**Data for the task:**

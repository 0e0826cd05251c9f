use crate::sync::{Event, Future};
use crate::task::{SharedTaskHandle, TaskError, TaskHandle, WakeupSource, current};
use crate::time::Deadline;
use crate::wait::{self, EarlyWakeup, WaitList, WaitStrategy, Waiter};

mod sealed {
    pub trait Sealed {}
}

/// Something a task can wait on together with others, see [`wait_any`].
///
/// Implemented for task handles, [`Event`] and [`Future`].
pub trait Waitable: sealed::Sealed {
    #[doc(hidden)]
    fn is_ready(&self) -> bool;

    #[doc(hidden)]
    fn wait_list(&self) -> &WaitList;
}

impl<T> sealed::Sealed for TaskHandle<T> {}

impl<T> Waitable for TaskHandle<T> {
    fn is_ready(&self) -> bool {
        self.is_finished()
    }

    fn wait_list(&self) -> &WaitList {
        &self.task().finish_waiters
    }
}

impl<T> sealed::Sealed for SharedTaskHandle<T> {}

impl<T> Waitable for SharedTaskHandle<T> {
    fn is_ready(&self) -> bool {
        self.is_finished()
    }

    fn wait_list(&self) -> &WaitList {
        &self.task().finish_waiters
    }
}

impl<T> sealed::Sealed for Future<T> {}

impl<T> Waitable for Future<T> {
    fn is_ready(&self) -> bool {
        Future::is_ready(self)
    }

    fn wait_list(&self) -> &WaitList {
        self.waiters()
    }
}

impl sealed::Sealed for Event {}

impl Waitable for Event {
    fn is_ready(&self) -> bool {
        Event::is_ready(self)
    }

    fn wait_list(&self) -> &WaitList {
        self.waiters()
    }
}

impl<W: Waitable + ?Sized> sealed::Sealed for &W {}

impl<W: Waitable + ?Sized> Waitable for &W {
    fn is_ready(&self) -> bool {
        (**self).is_ready()
    }

    fn wait_list(&self) -> &WaitList {
        (**self).wait_list()
    }
}

/// Registers the same waiter on every list. The first one to fire wins, the
/// sleep word rejects the rest.
struct AnyStrategy<'a, W> {
    items: &'a [W],
    registered: usize,
    waiter: Option<Waiter>,
}

impl<W: Waitable> WaitStrategy for AnyStrategy<'_, W> {
    fn setup_wakeups(&mut self, waiter: &Waiter) -> EarlyWakeup {
        self.waiter = Some(waiter.clone());

        for item in self.items {
            let mut list = item.wait_list().lock();
            if item.is_ready() {
                return EarlyWakeup(true);
            }
            list.push(waiter.clone());
            self.registered += 1;
        }

        EarlyWakeup(false)
    }

    fn disable_wakeups(&mut self) {
        if let Some(waiter) = self.waiter.take() {
            for item in &self.items[..self.registered] {
                item.wait_list().lock().remove(&waiter);
            }
        }
        self.registered = 0;
    }
}

fn first_ready<W: Waitable>(items: &[W]) -> Option<usize> {
    items.iter().position(Waitable::is_ready)
}

/// Waits until one of `items` is ready and returns its index, the lowest
/// one if several are. Returns `Ok(None)` for an empty slice.
///
/// Returns [`TaskError::WaitInterrupted`] if the current task is cancelled
/// first.
pub async fn wait_any<W: Waitable>(items: &[W]) -> Result<Option<usize>, TaskError> {
    wait_any_until(items, Deadline::unreachable()).await
}

/// Like [`wait_any`] but gives up with [`TaskError::TimedOut`] once
/// `deadline` is reached.
pub async fn wait_any_until<W: Waitable>(
    items: &[W],
    deadline: Deadline,
) -> Result<Option<usize>, TaskError> {
    if items.is_empty() {
        return Ok(None);
    }

    loop {
        if let Some(idx) = first_ready(items) {
            return Ok(Some(idx));
        }

        let mut strategy = AnyStrategy {
            items,
            registered: 0,
            waiter: None,
        };

        match wait::sleep(&mut strategy, deadline).await {
            WakeupSource::WaitList | WakeupSource::Waker | WakeupSource::None => {}
            WakeupSource::Deadline => {
                return first_ready(items)
                    .map(Some)
                    .ok_or(TaskError::TimedOut);
            }
            WakeupSource::CancelRequest => {
                return Err(TaskError::WaitInterrupted(current::cancellation_reason()));
            }
        }
    }
}

/// Waits until every item in `items` is ready.
pub async fn wait_all<W: Waitable>(items: &[W]) -> Result<(), TaskError> {
    wait_all_until(items, Deadline::unreachable()).await
}

/// Like [`wait_all`] but gives up with [`TaskError::TimedOut`] once
/// `deadline` is reached.
pub async fn wait_all_until<W: Waitable>(items: &[W], deadline: Deadline) -> Result<(), TaskError> {
    for item in items {
        wait_any_until(std::slice::from_ref(item), deadline).await?;
    }
    Ok(())
}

**Problem description:** The lines above, starting at the one with "Implemented for task" and ending at the one with "impl<T> sealed::Sealed for SharedTaskHandle<T>", are the only ones to return, exactly as written.

**Result below:**
/// Implemented for task handles, [`Event`] and [`Future`].
pub trait Waitable: sealed::Sealed {
    #[doc(hidden)]
    fn is_ready(&self) -> bool;

    #[doc(hidden)]
    fn wait_list(&self) -> &WaitList;
}

impl<T> sealed::Sealed for TaskHandle<T> {}

impl<T> Waitable for TaskHandle<T> {
    fn is_ready(&self) -> bool {
        self.is_finished()
    }

    fn wait_list(&self) -> &WaitList {
        &self.task().finish_waiters
    }
}

impl<T> sealed::Sealed for SharedTaskHandle<T> {}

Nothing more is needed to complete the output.